Work request
Copy out all of the entries, keeping every word the same.
= Beginning of Section =
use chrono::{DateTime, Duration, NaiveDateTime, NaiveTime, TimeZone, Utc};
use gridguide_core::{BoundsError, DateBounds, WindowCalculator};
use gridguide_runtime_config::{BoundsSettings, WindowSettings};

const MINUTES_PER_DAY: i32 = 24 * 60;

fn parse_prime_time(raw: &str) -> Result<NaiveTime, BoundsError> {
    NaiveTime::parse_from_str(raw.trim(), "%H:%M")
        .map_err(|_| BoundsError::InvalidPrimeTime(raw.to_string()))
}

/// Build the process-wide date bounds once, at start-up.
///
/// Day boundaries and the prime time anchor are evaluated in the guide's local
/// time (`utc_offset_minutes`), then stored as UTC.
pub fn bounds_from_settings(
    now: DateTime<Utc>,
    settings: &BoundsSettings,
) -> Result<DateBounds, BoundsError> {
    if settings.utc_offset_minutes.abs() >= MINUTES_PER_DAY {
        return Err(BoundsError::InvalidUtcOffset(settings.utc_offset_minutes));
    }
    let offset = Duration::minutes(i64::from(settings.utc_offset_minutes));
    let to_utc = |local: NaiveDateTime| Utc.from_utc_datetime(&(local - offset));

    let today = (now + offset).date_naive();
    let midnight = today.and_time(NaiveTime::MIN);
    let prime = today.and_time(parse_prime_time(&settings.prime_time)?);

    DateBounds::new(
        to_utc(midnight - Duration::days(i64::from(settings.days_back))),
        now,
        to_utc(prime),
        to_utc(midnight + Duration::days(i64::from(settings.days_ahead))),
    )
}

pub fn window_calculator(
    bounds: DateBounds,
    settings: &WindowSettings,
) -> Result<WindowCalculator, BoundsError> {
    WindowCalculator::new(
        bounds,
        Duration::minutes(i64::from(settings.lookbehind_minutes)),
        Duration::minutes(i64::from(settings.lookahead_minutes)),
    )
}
= End of Section =
Solution below
use chrono::{DateTime, Duration, NaiveDateTime, NaiveTime, TimeZone, Utc};
use gridguide_core::{BoundsError, DateBounds, WindowCalculator};
use gridguide_runtime_config::{BoundsSettings, WindowSettings};

const MINUTES_PER_DAY: i32 = 24 * 60;

fn parse_prime_time(raw: &str) -> Result<NaiveTime, BoundsError> {
    NaiveTime::parse_from_str(raw.trim(), "%H:%M")
        .map_err(|_| BoundsError::InvalidPrimeTime(raw.to_string()))
}

/// Build the process-wide date bounds once, at start-up.
///
/// Day boundaries and the prime time anchor are evaluated in the guide's local
/// time (`utc_offset_minutes`), then stored as UTC.
pub fn bounds_from_settings(
    now: DateTime<Utc>,
    settings: &BoundsSettings,
) -> Result<DateBounds, BoundsError> {
    if settings.utc_offset_minutes.abs() >= MINUTES_PER_DAY {
        return Err(BoundsError::InvalidUtcOffset(settings.utc_offset_minutes));
    }
    let offset = Duration::minutes(i64::from(settings.utc_offset_minutes));
    let to_utc = |local: NaiveDateTime| Utc.from_utc_datetime(&(local - offset));

    let today = (now + offset).date_naive();
    let midnight = today.and_time(NaiveTime::MIN);
    let prime = today.and_time(parse_prime_time(&settings.prime_time)?);

    DateBounds::new(
        to_utc(midnight - Duration::days(i64::from(settings.days_back))),
        now,
        to_utc(prime),
        to_utc(midnight + Duration::days(i64::from(settings.days_ahead))),
    )
}

pub fn window_calculator(
    bounds: DateBounds,
    settings: &WindowSettings,
) -> Result<WindowCalculator, BoundsError> {
    WindowCalculator::new(
        bounds,
        Duration::minutes(i64::from(settings.lookbehind_minutes)),
        Duration::minutes(i64::from(settings.lookahead_minutes)),
    )
}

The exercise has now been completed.